§ **Problem to work on**:
Your task is to copy every line below that contains the word "ValidationError".

§ **Excerpted records**:
◆ ◆ ◆ ◆ ◆ ◆ ◆

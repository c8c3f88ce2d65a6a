//! Box inventory and flat-rate catalog providers.
//!
//! The packer and the comparator only ever see immutable snapshots. Providers
//! hand out a fresh snapshot per call so a request never observes a catalog
//! changing underneath it.

use std::collections::BTreeMap;
use std::fs;
use std::path::Path;

use thiserror::Error;

use crate::flat_rate::{FlatRateBox, FlatRateCatalog};
use crate::model::{BoxDefinition, BoxInventory, BoxKind, ValidationError};

/// Error while loading a catalog file.
#[derive(Debug, Error)]
pub enum ConfigError {
    #[error("could not read {path}: {source}")]
    Io {
        path: String,
        #[source]
        source: std::io::Error,
    },
    #[error("could not parse {path}: {source}")]
    Json {
        path: String,
        #[source]
        source: serde_json::Error,
    },
    #[error("{path}: {source}")]
    Invalid {
        path: String,
        #[source]
        source: ValidationError,
    },
}

/// Source of the merchant's box inventory.
pub trait BoxInventoryProvider {
    fn box_inventory(&self) -> BoxInventory;
}

/// Source of the flat-rate catalog.
pub trait FlatRateCatalogProvider {
    fn flat_rate_boxes(&self) -> FlatRateCatalog;
}

impl BoxInventoryProvider for BoxInventory {
    fn box_inventory(&self) -> BoxInventory {
        self.clone()
    }
}

impl FlatRateCatalogProvider for FlatRateCatalog {
    fn flat_rate_boxes(&self) -> FlatRateCatalog {
        self.clone()
    }
}

/// Catalogs fixed at startup.
#[derive(Clone, Debug)]
pub struct StaticCatalogs {
    inventory: BoxInventory,
    flat_rate: FlatRateCatalog,
}

impl StaticCatalogs {
    pub fn new(inventory: BoxInventory, flat_rate: FlatRateCatalog) -> Self {
        Self {
            inventory,
            flat_rate,
        }
    }
}

impl Default for StaticCatalogs {
    fn default() -> Self {
        Self::new(default_box_inventory(), FlatRateCatalog::usps_default())
    }
}

impl BoxInventoryProvider for StaticCatalogs {
    fn box_inventory(&self) -> BoxInventory {
        self.inventory.clone()
    }
}

impl FlatRateCatalogProvider for StaticCatalogs {
    fn flat_rate_boxes(&self) -> FlatRateCatalog {
        self.flat_rate.clone()
    }
}

/// A small general-purpose box assortment used when no inventory file is
/// configured.
pub fn default_box_inventory() -> BoxInventory {
    let boxes = [
        ("poly_mailer", "Poly mailer", (10.0, 13.0, 1.5), 64.0, 0.5, BoxKind::Soft),
        ("small_box", "Small box", (8.0, 6.0, 4.0), 320.0, 3.0, BoxKind::Rigid),
        ("medium_box", "Medium box", (12.0, 10.0, 8.0), 640.0, 6.0, BoxKind::Rigid),
        ("large_box", "Large box", (18.0, 14.0, 12.0), 1120.0, 12.0, BoxKind::Rigid),
        ("xl_box", "Extra large box", (24.0, 18.0, 18.0), 1120.0, 20.0, BoxKind::Rigid),
    ];

    let entries: BTreeMap<String, BoxDefinition> = boxes
        .into_iter()
        .map(|(key, name, (length, width, height), max_weight, tare_weight, kind)| {
            (
                key.to_string(),
                BoxDefinition {
                    name: Some(name.to_string()),
                    length,
                    width,
                    height,
                    max_weight,
                    tare_weight,
                    kind,
                },
            )
        })
        .collect();

    BoxInventory::from_trusted(entries)
}

/// Loads a box inventory from a JSON object of `key → BoxDefinition`.
pub fn load_box_inventory(path: impl AsRef<Path>) -> Result<BoxInventory, ConfigError> {
    let path = path.as_ref();
    let boxes: BTreeMap<String, BoxDefinition> = read_json(path)?;
    BoxInventory::new(boxes).map_err(|source| ConfigError::Invalid {
        path: path.display().to_string(),
        source,
    })
}

/// Loads a flat-rate catalog from a JSON object of `key → FlatRateBox`.
pub fn load_flat_rate_catalog(path: impl AsRef<Path>) -> Result<FlatRateCatalog, ConfigError> {
    let path = path.as_ref();
    let boxes: BTreeMap<String, FlatRateBox> = read_json(path)?;
    FlatRateCatalog::new(boxes).map_err(|source| ConfigError::Invalid {
        path: path.display().to_string(),
        source,
    })
}

fn read_json<T: serde::de::DeserializeOwned>(path: &Path) -> Result<T, ConfigError> {
    let raw = fs::read_to_string(path).map_err(|source| ConfigError::Io {
        path: path.display().to_string(),
        source,
    })?;
    serde_json::from_str(&raw).map_err(|source| ConfigError::Json {
        path: path.display().to_string(),
        source,
    })
}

◆ ◆ ◆ ◆ ◆ ◆ ◆

§ **Your solution**:
use crate::model::{BoxDefinition, BoxInventory, BoxKind, ValidationError};
        source: ValidationError,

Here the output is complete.